**Problem to solve**
Output the data word for word. Begin at its first line and end at the line with "Prediction store errors".

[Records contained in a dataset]

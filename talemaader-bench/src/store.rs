//! Append-only prediction store
//!
//! One CSV file per (model, mode). Rows are only ever appended; a resumed run
//! may append a newer row for an item whose earlier answer was undetermined,
//! and readers take the latest row per item.

use std::collections::{BTreeMap, HashSet};
use std::fs::{self, File, OpenOptions};
use std::io::{Read, Seek, SeekFrom, Write};
use std::path::{Path, PathBuf};

use chrono::{DateTime, Utc};
use serde::{Deserialize, Serialize};

use crate::dataset::ItemId;
use crate::normalize::{Answer, Verdict};

/// Prediction store errors
#[derive(Debug, thiserror::Error)]
pub enum StoreError {
    #[error("Prediction store I/O error at {path}: {source}")]
    Io {
        path: PathBuf,
        #[source]
        source: std::io::Error,
    },

    #[error("Prediction store CSV error: {0}")]
    Csv(#[from] csv::Error),
}

/// One model answer to one item
#[derive(Debug, Clone, PartialEq)]
pub struct PredictionRecord {
    pub item_id: ItemId,
    /// Letter for multiple-choice runs, the folded letter for yes/no runs
    pub answer: Answer,
    /// Per-definition verdicts in A..D order (yes/no runs only)
    pub verdicts: Option<[Verdict; 4]>,
    /// Verbatim model output, or the adapter error text. Yes/no runs store a
    /// JSON array of the four outputs in A..D order.
    pub raw_response: String,
    pub timestamp: DateTime<Utc>,
}

impl PredictionRecord {
    pub fn new(item_id: ItemId, answer: Answer, raw_response: impl Into<String>) -> Self {
        Self {
            item_id,
            answer,
            verdicts: None,
            raw_response: raw_response.into(),
            timestamp: Utc::now(),
        }
    }

    pub fn with_verdicts(mut self, verdicts: [Verdict; 4]) -> Self {
        self.verdicts = Some(verdicts);
        self
    }
}

#[derive(Debug, Serialize, Deserialize)]
struct StoreRow {
    #[serde(alias = "udtryk_id")]
    item_id: ItemId,
    predicted_label: String,
    #[serde(default)]
    verdicts: String,
    #[serde(default)]
    raw_response: String,
    #[serde(default)]
    timestamp: String,
}

impl From<&PredictionRecord> for StoreRow {
    fn from(record: &PredictionRecord) -> Self {
        Self {
            item_id: record.item_id,
            predicted_label: record.answer.to_string(),
            verdicts: record
                .verdicts
                .map(|v| v.iter().map(Verdict::as_str).collect::<Vec<_>>().join("|"))
                .unwrap_or_default(),
            raw_response: record.raw_response.clone(),
            timestamp: record.timestamp.to_rfc3339(),
        }
    }
}

impl TryFrom<StoreRow> for PredictionRecord {
    type Error = String;

    fn try_from(row: StoreRow) -> Result<Self, Self::Error> {
        let answer: Answer = row.predicted_label.parse()?;

        let verdicts = if row.verdicts.trim().is_empty() {
            None
        } else {
            let parsed = row
                .verdicts
                .split('|')
                .map(str::parse::<Verdict>)
                .collect::<Result<Vec<_>, _>>()?;
            let verdicts: [Verdict; 4] = parsed
                .try_into()
                .map_err(|v: Vec<Verdict>| format!("Expected 4 verdicts, found {}", v.len()))?;
            Some(verdicts)
        };

        let timestamp = if row.timestamp.trim().is_empty() {
            DateTime::<Utc>::default()
        } else {
            DateTime::parse_from_rfc3339(row.timestamp.trim())
                .map_err(|e| format!("Bad timestamp '{}': {}", row.timestamp, e))?
                .with_timezone(&Utc)
        };

        Ok(Self {
            item_id: row.item_id,
            answer,
            verdicts,
            raw_response: row.raw_response,
            timestamp,
        })
    }
}

/// Writer appending one row per completed item
pub struct PredictionStore {
    path: PathBuf,
    writer: csv::Writer<File>,
}

impl PredictionStore {
    /// Open for appending, creating the file (and header) when new or empty.
    ///
    /// A last row without line terminator, left by an interrupted writer, is
    /// terminated when it is a complete record and cut off otherwise.
    pub fn open(path: impl AsRef<Path>) -> Result<Self, StoreError> {
        let path = path.as_ref().to_path_buf();
        let io_err = |source| StoreError::Io { path: path.clone(), source };

        if let Some(parent) = path.parent() {
            if !parent.as_os_str().is_empty() {
                fs::create_dir_all(parent).map_err(io_err)?;
            }
        }

        let mut file = OpenOptions::new()
            .create(true)
            .read(true)
            .append(true)
            .open(&path)
            .map_err(io_err)?;
        repair_tail(&mut file, &path).map_err(io_err)?;
        let is_empty = file.metadata().map_err(io_err)?.len() == 0;

        let mut writer = csv::WriterBuilder::new().has_headers(false).from_writer(file);
        if is_empty {
            writer.write_record(["item_id", "predicted_label", "verdicts", "raw_response", "timestamp"])?;
            writer.flush().map_err(io_err)?;
        }

        Ok(Self { path, writer })
    }

    pub fn path(&self) -> &Path {
        &self.path
    }

    /// Append and flush one record
    pub fn append(&mut self, record: &PredictionRecord) -> Result<(), StoreError> {
        self.writer.serialize(StoreRow::from(record))?;
        self.writer.flush().map_err(|source| StoreError::Io {
            path: self.path.clone(),
            source,
        })?;
        Ok(())
    }
}

fn repair_tail(file: &mut File, path: &Path) -> std::io::Result<()> {
    if file.metadata()?.len() == 0 {
        return Ok(());
    }
    let mut last = [0u8; 1];
    file.seek(SeekFrom::End(-1))?;
    file.read_exact(&mut last)?;
    if last[0] == b'\n' {
        return Ok(());
    }

    file.seek(SeekFrom::Start(0))?;
    let mut reader = csv::ReaderBuilder::new().flexible(true).from_reader(&mut *file);
    let headers = reader.byte_headers()?.clone();
    let mut record = csv::ByteRecord::new();
    let mut tail: Option<(u64, csv::ByteRecord)> = None;
    loop {
        let start = reader.position().byte();
        if !reader.read_byte_record(&mut record)? {
            break;
        }
        tail = Some((start, record.clone()));
    }
    drop(reader);

    match tail {
        Some((_, row)) if is_complete_row(&row, &headers) => {
            tracing::warn!("{}: terminating last row", path.display());
            file.write_all(b"\n")
        }
        Some((start, _)) => {
            tracing::warn!("{}: dropping torn row at byte {}", path.display(), start);
            file.set_len(start)
        }
        // only a torn header; rewritten by the caller
        None => file.set_len(0),
    }
}

/// A full row: every column present and the record parses
fn is_complete_row(row: &csv::ByteRecord, headers: &csv::ByteRecord) -> bool {
    row.len() == headers.len()
        && row
            .deserialize::<StoreRow>(Some(headers))
            .map_err(|e| e.to_string())
            .and_then(PredictionRecord::try_from)
            .is_ok()
}

/// All records of one store, in file order
#[derive(Debug, Clone, Default)]
pub struct PredictionLog {
    records: Vec<PredictionRecord>,
    malformed: usize,
}

impl PredictionLog {
    pub fn new(records: Vec<PredictionRecord>) -> Self {
        Self { records, malformed: 0 }
    }

    /// Read a store file. A missing file is an empty log; malformed rows are
    /// skipped with a warning.
    pub fn load(path: impl AsRef<Path>) -> Result<Self, StoreError> {
        let path = path.as_ref();
        if !path.exists() {
            return Ok(Self::default());
        }

        let content = fs::read_to_string(path).map_err(|source| StoreError::Io {
            path: path.to_path_buf(),
            source,
        })?;
        let log = Self::from_csv(&content)?;

        tracing::info!(
            "Loaded {} prediction records from {} ({} malformed)",
            log.records.len(),
            path.display(),
            log.malformed
        );
        Ok(log)
    }

    /// Parse store content
    pub fn from_csv(content: &str) -> Result<Self, StoreError> {
        let mut reader = csv::ReaderBuilder::new()
            .flexible(true)
            .trim(csv::Trim::Headers)
            .from_reader(content.as_bytes());

        let mut log = Self::default();
        for (index, row) in reader.deserialize::<StoreRow>().enumerate() {
            let parsed = row
                .map_err(|e| e.to_string())
                .and_then(PredictionRecord::try_from);
            match parsed {
                Ok(record) => log.records.push(record),
                Err(e) => {
                    tracing::warn!("Skipping malformed prediction row {}: {}", index + 2, e);
                    log.malformed += 1;
                }
            }
        }
        Ok(log)
    }

    pub fn push(&mut self, record: PredictionRecord) {
        self.records.push(record);
    }

    pub fn records(&self) -> &[PredictionRecord] {
        &self.records
    }

    pub fn malformed(&self) -> usize {
        self.malformed
    }

    pub fn len(&self) -> usize {
        self.records.len()
    }

    pub fn is_empty(&self) -> bool {
        self.records.is_empty()
    }

    /// Active record per item: the last one in file order
    pub fn latest(&self) -> BTreeMap<ItemId, &PredictionRecord> {
        let mut latest = BTreeMap::new();
        for record in &self.records {
            latest.insert(record.item_id, record);
        }
        latest
    }

    /// Items whose active record is determined; a run never re-queries these
    pub fn settled_ids(&self) -> HashSet<ItemId> {
        self.latest()
            .into_iter()
            .filter(|(_, record)| record.answer.is_determined())
            .map(|(id, _)| id)
            .collect()
    }

    /// Items with more than one record, with their record counts
    pub fn duplicates(&self) -> Vec<(ItemId, usize)> {
        let mut counts: BTreeMap<ItemId, usize> = BTreeMap::new();
        for record in &self.records {
            *counts.entry(record.item_id).or_default() += 1;
        }
        counts.into_iter().filter(|&(_, n)| n > 1).collect()
    }
}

**Answer to this task**
filename talemaader-bench/src/store.rs
//! Append-only prediction store
//!
//! One CSV file per (model, mode). Rows are only ever appended; a resumed run
//! may append a newer row for an item whose earlier answer was undetermined,
//! and readers take the latest row per item.

use std::collections::{BTreeMap, HashSet};
use std::fs::{self, File, OpenOptions};
use std::io::{Read, Seek, SeekFrom, Write};
use std::path::{Path, PathBuf};

use chrono::{DateTime, Utc};
use serde::{Deserialize, Serialize};

use crate::dataset::ItemId;
use crate::normalize::{Answer, Verdict};

/// Prediction store errors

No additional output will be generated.